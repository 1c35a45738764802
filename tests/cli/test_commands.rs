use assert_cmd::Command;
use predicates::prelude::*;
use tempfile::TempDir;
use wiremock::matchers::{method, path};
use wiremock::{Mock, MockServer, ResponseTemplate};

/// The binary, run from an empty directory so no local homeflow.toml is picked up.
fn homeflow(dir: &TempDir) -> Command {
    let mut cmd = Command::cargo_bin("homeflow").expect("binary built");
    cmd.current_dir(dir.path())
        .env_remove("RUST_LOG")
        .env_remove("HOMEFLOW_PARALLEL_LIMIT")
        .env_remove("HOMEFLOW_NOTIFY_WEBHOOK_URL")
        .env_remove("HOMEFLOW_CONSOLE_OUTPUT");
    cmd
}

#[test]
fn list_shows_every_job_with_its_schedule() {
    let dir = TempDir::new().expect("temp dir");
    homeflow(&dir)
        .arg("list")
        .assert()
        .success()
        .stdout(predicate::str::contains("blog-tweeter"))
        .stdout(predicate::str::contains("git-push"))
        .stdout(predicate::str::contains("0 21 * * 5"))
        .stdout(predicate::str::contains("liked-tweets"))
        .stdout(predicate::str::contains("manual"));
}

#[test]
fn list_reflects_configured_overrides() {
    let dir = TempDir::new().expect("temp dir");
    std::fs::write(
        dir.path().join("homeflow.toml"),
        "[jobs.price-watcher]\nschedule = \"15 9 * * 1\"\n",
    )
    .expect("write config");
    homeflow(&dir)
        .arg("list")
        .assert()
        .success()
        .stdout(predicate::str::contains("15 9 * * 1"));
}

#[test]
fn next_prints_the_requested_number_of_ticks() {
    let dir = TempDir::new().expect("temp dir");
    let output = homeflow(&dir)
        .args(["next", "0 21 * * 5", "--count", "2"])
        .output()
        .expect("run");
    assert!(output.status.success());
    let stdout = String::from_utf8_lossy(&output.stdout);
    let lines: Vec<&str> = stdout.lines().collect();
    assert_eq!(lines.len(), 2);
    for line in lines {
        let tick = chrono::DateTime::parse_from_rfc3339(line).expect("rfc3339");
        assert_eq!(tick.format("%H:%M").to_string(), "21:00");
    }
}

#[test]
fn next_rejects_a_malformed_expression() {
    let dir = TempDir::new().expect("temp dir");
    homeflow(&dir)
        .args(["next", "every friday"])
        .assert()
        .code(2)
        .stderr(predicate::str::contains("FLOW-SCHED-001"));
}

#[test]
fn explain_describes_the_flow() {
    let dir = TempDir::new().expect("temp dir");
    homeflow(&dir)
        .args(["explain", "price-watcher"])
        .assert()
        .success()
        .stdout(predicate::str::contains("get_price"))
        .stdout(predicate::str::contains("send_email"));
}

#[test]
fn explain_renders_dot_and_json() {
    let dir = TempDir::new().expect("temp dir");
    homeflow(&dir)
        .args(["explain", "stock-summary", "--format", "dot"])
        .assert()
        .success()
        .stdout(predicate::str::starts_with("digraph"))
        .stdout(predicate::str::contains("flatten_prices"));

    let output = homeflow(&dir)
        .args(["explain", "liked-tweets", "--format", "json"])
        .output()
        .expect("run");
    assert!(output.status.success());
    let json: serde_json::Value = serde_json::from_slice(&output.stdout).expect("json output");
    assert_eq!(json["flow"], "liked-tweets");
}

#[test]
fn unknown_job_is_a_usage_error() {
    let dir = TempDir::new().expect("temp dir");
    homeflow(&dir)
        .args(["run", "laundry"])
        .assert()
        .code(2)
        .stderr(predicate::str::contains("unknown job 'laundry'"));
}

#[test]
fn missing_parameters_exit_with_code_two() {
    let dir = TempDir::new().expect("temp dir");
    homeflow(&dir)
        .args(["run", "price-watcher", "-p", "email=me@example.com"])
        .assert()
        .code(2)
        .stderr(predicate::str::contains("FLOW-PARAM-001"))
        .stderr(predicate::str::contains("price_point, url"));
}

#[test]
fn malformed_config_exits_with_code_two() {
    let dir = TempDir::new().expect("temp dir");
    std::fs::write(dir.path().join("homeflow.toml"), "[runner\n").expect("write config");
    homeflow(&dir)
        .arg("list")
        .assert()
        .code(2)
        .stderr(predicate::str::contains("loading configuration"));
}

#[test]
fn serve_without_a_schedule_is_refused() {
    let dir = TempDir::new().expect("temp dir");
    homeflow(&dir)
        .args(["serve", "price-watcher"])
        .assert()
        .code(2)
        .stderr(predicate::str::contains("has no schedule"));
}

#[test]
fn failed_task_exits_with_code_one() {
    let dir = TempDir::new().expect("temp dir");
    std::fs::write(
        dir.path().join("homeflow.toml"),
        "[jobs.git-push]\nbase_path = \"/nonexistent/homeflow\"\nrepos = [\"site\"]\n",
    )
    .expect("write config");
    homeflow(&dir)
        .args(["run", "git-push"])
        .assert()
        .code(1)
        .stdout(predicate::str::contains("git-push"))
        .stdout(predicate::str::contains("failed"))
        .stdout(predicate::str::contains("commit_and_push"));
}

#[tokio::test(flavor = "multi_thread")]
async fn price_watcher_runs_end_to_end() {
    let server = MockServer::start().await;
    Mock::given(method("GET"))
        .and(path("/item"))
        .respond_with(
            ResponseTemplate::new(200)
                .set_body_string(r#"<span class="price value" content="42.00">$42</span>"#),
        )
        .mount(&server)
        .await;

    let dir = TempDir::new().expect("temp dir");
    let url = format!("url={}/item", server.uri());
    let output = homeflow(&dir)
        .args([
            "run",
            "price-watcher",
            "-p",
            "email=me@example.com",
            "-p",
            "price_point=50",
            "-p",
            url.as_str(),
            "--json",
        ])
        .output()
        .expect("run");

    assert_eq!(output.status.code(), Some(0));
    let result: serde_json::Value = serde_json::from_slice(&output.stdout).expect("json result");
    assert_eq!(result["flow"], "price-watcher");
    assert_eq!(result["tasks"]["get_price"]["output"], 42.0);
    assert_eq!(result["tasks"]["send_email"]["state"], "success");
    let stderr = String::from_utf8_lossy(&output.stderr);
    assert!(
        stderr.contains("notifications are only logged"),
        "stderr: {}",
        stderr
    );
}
——
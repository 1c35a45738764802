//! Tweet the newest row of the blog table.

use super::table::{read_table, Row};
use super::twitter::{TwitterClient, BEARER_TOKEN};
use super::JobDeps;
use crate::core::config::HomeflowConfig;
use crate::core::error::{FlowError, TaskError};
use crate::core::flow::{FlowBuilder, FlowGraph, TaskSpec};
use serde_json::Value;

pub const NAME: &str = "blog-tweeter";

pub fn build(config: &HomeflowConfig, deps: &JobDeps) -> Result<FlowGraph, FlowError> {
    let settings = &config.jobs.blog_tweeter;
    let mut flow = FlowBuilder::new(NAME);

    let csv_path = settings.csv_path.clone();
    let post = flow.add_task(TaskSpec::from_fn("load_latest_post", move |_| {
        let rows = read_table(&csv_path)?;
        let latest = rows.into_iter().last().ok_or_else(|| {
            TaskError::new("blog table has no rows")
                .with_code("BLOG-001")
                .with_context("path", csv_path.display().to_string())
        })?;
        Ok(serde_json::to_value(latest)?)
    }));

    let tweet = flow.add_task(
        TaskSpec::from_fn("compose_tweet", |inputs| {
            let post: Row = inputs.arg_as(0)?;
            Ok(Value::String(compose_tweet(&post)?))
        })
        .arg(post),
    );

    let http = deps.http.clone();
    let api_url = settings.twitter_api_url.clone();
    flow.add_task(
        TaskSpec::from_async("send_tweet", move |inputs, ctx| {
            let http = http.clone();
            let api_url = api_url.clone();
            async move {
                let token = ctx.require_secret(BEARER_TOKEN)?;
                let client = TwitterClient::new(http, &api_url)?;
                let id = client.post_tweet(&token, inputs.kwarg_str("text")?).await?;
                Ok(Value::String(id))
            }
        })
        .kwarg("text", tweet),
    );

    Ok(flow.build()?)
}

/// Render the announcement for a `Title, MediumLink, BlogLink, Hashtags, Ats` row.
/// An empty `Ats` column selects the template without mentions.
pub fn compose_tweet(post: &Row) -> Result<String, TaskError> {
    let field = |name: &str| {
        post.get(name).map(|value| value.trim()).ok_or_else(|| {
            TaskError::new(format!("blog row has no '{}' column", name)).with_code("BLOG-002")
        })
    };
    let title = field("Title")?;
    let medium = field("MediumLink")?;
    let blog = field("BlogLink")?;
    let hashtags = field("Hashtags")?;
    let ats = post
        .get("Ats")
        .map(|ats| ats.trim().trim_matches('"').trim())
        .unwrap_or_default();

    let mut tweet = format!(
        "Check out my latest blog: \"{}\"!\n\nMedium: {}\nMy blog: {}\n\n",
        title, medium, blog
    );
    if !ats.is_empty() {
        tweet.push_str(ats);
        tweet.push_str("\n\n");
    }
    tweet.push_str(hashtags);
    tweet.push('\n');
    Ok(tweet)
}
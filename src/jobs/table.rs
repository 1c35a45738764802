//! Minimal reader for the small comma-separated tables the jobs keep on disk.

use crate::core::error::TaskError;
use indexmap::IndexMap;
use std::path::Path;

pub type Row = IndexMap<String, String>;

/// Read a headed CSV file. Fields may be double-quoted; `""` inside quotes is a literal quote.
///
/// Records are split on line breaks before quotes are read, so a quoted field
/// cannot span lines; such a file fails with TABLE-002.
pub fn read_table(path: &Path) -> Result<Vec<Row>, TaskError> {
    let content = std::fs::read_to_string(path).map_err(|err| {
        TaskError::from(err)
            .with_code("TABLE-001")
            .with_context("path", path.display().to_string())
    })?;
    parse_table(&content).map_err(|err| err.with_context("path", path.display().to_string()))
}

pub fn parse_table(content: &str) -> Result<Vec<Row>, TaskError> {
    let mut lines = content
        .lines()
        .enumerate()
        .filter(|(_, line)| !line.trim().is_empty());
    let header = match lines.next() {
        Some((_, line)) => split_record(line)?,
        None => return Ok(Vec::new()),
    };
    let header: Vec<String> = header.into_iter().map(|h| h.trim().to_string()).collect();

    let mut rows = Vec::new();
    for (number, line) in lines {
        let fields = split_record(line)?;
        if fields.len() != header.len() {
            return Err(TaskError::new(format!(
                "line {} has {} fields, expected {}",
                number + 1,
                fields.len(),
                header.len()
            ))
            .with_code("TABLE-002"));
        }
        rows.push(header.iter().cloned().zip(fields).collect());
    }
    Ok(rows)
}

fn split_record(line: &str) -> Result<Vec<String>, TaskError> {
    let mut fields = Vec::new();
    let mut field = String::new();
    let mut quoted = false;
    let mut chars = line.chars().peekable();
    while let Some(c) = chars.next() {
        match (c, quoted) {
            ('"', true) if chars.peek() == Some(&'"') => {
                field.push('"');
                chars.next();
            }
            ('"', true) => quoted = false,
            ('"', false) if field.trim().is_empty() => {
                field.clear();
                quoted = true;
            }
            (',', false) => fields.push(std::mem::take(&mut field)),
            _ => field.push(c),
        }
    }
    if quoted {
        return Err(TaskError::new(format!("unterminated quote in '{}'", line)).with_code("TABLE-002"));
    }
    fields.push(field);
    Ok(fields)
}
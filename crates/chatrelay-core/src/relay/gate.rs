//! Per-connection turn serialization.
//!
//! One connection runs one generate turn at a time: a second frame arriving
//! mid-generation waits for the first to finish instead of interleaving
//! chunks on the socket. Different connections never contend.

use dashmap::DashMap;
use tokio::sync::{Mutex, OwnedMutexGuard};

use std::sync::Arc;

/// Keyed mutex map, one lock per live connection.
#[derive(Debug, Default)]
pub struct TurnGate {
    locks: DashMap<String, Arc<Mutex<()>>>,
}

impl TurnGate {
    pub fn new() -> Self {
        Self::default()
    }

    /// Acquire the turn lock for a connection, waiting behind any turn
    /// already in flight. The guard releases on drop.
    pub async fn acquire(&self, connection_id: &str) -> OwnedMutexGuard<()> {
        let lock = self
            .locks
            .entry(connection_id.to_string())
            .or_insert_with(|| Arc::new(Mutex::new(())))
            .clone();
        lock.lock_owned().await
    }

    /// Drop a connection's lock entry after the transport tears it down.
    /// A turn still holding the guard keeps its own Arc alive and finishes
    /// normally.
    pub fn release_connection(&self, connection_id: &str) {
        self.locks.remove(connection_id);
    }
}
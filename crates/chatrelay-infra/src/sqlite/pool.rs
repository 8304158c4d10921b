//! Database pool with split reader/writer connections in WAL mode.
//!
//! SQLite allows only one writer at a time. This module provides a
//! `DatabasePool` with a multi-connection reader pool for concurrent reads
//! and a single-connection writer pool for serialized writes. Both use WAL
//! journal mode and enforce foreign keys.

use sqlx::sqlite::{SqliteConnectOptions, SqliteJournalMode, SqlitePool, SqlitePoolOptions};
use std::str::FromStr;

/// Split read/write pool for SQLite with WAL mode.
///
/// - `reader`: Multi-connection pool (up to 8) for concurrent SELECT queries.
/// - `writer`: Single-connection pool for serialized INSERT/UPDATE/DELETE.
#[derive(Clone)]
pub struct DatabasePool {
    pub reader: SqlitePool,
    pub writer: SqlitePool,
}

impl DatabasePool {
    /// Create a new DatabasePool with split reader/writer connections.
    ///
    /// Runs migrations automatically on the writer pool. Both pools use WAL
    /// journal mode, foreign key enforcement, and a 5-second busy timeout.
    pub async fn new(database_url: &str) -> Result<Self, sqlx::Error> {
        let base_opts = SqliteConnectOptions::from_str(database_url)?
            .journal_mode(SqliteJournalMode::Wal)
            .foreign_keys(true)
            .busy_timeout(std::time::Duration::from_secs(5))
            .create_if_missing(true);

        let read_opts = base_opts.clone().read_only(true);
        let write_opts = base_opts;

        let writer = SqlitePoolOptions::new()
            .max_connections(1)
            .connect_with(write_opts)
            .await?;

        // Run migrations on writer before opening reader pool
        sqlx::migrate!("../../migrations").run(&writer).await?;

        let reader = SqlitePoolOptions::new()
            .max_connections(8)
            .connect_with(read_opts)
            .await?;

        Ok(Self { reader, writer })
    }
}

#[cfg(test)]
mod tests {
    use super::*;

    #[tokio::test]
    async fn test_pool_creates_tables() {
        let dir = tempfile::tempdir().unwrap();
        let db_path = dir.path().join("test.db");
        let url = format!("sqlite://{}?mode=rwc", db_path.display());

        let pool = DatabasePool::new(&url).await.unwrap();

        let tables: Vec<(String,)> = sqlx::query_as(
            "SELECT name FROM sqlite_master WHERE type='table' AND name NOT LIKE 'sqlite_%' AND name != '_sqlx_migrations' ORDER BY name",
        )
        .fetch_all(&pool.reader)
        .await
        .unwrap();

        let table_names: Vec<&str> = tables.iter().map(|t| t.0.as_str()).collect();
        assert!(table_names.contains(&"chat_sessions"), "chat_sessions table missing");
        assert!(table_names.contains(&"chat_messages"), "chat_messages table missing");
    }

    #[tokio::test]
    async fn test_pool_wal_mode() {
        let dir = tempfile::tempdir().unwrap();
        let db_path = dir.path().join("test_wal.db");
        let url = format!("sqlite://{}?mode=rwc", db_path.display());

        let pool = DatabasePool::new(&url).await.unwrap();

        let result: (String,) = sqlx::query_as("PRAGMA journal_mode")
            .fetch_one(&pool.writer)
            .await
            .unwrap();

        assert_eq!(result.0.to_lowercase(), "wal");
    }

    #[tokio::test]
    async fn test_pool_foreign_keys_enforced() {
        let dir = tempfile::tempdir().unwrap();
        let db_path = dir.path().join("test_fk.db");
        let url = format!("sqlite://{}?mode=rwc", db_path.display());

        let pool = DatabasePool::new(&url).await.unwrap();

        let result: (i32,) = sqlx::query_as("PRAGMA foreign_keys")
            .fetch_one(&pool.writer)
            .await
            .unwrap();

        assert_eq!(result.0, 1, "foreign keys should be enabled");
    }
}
——
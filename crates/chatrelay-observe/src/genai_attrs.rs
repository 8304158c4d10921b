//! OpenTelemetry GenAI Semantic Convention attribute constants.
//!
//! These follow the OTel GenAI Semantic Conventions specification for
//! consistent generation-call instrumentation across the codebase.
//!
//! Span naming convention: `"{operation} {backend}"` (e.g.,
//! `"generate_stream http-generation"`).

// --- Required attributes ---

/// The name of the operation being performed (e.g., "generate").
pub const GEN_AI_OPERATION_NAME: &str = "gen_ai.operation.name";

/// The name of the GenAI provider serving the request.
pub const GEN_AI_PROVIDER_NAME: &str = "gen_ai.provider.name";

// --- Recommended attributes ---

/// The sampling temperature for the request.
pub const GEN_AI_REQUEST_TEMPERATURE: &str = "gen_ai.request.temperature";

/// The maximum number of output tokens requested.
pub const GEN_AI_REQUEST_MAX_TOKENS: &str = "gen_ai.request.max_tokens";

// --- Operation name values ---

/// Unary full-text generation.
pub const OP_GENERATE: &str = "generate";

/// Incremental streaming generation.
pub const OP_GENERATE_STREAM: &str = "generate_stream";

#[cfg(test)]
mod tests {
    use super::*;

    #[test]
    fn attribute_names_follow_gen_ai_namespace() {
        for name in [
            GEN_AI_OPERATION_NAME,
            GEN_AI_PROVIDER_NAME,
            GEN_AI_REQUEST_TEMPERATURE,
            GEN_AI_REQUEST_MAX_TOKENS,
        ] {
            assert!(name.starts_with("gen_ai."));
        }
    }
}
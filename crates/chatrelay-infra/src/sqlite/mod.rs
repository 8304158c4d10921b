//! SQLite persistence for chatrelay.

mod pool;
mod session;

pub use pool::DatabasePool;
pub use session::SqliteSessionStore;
——
- [TASK TO COMPLETE] Lines with the word "infra" in them are the answer; report each one from the data.

- [RESPONSE AREA]
filename crates/chatrelay-infra/src/sqlite/pool.rs
filename crates/chatrelay-infra/src/sqlite/mod.rs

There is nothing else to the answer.